In the 2010 edition, Fernando Ocaña, is appointed the new director. He will be responsible for managing the festival until 2013.

Since 2014, a committee is in charge of the direction of the festival. This committee is constituted by members of the different academic sections of the University of Málaga: professors, students and administrative and services staff.

Objectives
The presentation of a selection of the best world film production of feature as well as short films of fantastic genre under all its
variants (fantasy, science-fiction, terror, adventures, thriller, etc.), as well as promoting and disseminating the cinematographic culture. Furthermore, Fancine, being organized by the University of Málaga, a non-profit institution, attempts to create a more universal and affordable access to its offering of the best fantastic films.

Contents

Competition sections
FEATURE FILMS IN COMPETITION. Recent productions of international feature films in competition.
REAL-IMAGE SHORT FILMS. Official section. Recent productions of real image short films in competition.
ANIMATED SHORT FILMS. Official section. Recent productions of short films realized with any animation technique in competition.
ONLINE SHORT FILMS. Official section. Productions of less than five minutes duration voted through the web.
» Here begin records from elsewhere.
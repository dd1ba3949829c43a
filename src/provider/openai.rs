//! OpenAI Batch API client.
//!
//! Implements the three provider interactions the pipeline needs: upload a
//! JSONL input file, create a batch over it, and fetch batch state plus the
//! output file once completed. Works with any service implementing the
//! OpenAI files/batches API.

use super::{BatchInfo, BatchProvider, ProviderBatchStatus, ProviderError};
use crate::scoring::request::BATCH_ENDPOINT;
use async_trait::async_trait;
use reqwest::multipart::{Form, Part};
use reqwest::Client;
use serde::Deserialize;
use serde_json::json;
use std::time::Duration;
use tracing::debug;

pub const DEFAULT_BASE_URL: &str = "https://api.openai.com";

const COMPLETION_WINDOW: &str = "24h";
const REQUEST_TIMEOUT: Duration = Duration::from_secs(60);

pub struct OpenAiBatchProvider {
    client: Client,
    base_url: String,
    api_key: String,
}

impl OpenAiBatchProvider {
    pub fn new(base_url: impl Into<String>, api_key: impl Into<String>) -> Self {
        Self {
            client: Client::new(),
            base_url: base_url.into(),
            api_key: api_key.into(),
        }
    }

    fn request(&self, method: reqwest::Method, path: &str) -> reqwest::RequestBuilder {
        self.client
            .request(method, format!("{}{}", self.base_url, path))
            .header("Authorization", format!("Bearer {}", self.api_key))
            .timeout(REQUEST_TIMEOUT)
    }

    async fn check_status(response: reqwest::Response) -> Result<reqwest::Response, ProviderError> {
        let status = response.status();
        if !status.is_success() {
            let message = response.text().await.unwrap_or_default();
            return Err(ProviderError::Api {
                status: status.as_u16(),
                message,
            });
        }
        Ok(response)
    }
}

fn map_transport_error(e: reqwest::Error) -> ProviderError {
    if e.is_timeout() {
        ProviderError::Timeout
    } else {
        ProviderError::Connection(e.to_string())
    }
}

#[async_trait]
impl BatchProvider for OpenAiBatchProvider {
    async fn upload_batch_file(&self, jsonl: &str) -> Result<String, ProviderError> {
        let part = Part::bytes(jsonl.as_bytes().to_vec())
            .file_name("batch.jsonl")
            .mime_str("application/jsonl")
            .map_err(|e| ProviderError::InvalidResponse(e.to_string()))?;
        let form = Form::new().text("purpose", "batch").part("file", part);

        let response = self
            .request(reqwest::Method::POST, "/v1/files")
            .multipart(form)
            .send()
            .await
            .map_err(map_transport_error)?;
        let response = Self::check_status(response).await?;

        let file: FileObject = response
            .json()
            .await
            .map_err(|e| ProviderError::InvalidResponse(e.to_string()))?;
        debug!(file_id = %file.id, "Uploaded batch input file");
        Ok(file.id)
    }

    async fn create_batch(&self, input_file_id: &str) -> Result<String, ProviderError> {
        let request = json!({
            "input_file_id": input_file_id,
            "endpoint": BATCH_ENDPOINT,
            "completion_window": COMPLETION_WINDOW,
        });

        let response = self
            .request(reqwest::Method::POST, "/v1/batches")
            .json(&request)
            .send()
            .await
            .map_err(map_transport_error)?;
        let response = Self::check_status(response).await?;

        let batch: BatchObject = response
            .json()
            .await
            .map_err(|e| ProviderError::InvalidResponse(e.to_string()))?;
        debug!(batch_id = %batch.id, "Created batch");
        Ok(batch.id)
    }

    async fn get_batch(&self, batch_id: &str) -> Result<BatchInfo, ProviderError> {
        let response = self
            .request(reqwest::Method::GET, &format!("/v1/batches/{}", batch_id))
            .send()
            .await
            .map_err(map_transport_error)?;
        let response = Self::check_status(response).await?;

        let batch: BatchObject = response
            .json()
            .await
            .map_err(|e| ProviderError::InvalidResponse(e.to_string()))?;
        Ok(batch.into())
    }

    async fn download_file(&self, file_id: &str) -> Result<String, ProviderError> {
        let response = self
            .request(
                reqwest::Method::GET,
                &format!("/v1/files/{}/content", file_id),
            )
            .send()
            .await
            .map_err(map_transport_error)?;
        let response = Self::check_status(response).await?;

        response
            .text()
            .await
            .map_err(|e| ProviderError::InvalidResponse(e.to_string()))
    }
}

// OpenAI API types

#[derive(Debug, Deserialize)]
struct FileObject {
    id: String,
}

#[derive(Debug, Deserialize)]
struct BatchObject {
    id: String,
    status: String,
    output_file_id: Option<String>,
    request_counts: Option<RequestCounts>,
}

#[derive(Debug, Deserialize)]
struct RequestCounts {
    total_tokens: Option<i64>,
}

impl From<BatchObject> for BatchInfo {
    fn from(batch: BatchObject) -> Self {
        BatchInfo {
            id: batch.id,
            status: ProviderBatchStatus::parse(&batch.status),
            output_file_id: batch.output_file_id,
            total_tokens: batch.request_counts.and_then(|c| c.total_tokens),
        }
    }
}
Out of competition sections
INFORMATIVE SECTION. Selection of recent productions of interest.
CLASSICS. Selection of the best fantasy films of all times.
FAMILY FANTASTIC. Movies for all audiences.
HORROR ZONE. Movies for fans of the genre in its most extreme side.
TRIBUTES. Cycles commemorating an event or a personality related to the fantasy genre.

Winners

Awards by the Official Jury

Best feature film

Awards with financial grant
 Best Feature film (9.000 euros)
 Best Fiction Short film (3.000 euros)
 Best Animation Short film (3.000 euros)

Honorary awards
 Best director
 Best actor
 Best actress
 Best original or adapted screenplay
 Best photography
 Best special effects
 Selection of the Best European Fantasy Short Film for the GOLD MÉLIÈS AWARD

Awards by the Young Jury

Awards with financial grant
Best Real-image short film (3.000 euros)
Best Animation short film (3.000 euros)

Honorary awards
Silver Méliès to the best fantastic European short film and selection of the same to compete for the Gold Méliès award in this category

Public awards

Honorary awards
Best feature film (1.000 euros)
Best Real-Image short film (500 euros)
Best Animation short film (500 euros)

Parallel activities
Over the years, a program of parallel activities as important as the film program has arisen, always with an academic character: lectures from specialists from the University of Málaga or other universities, encouragement of the university community participation, etc. Sometimes these activities span the dates of the festival, but they are organized under it: audiovisual campus, book editions, film premieres, etc.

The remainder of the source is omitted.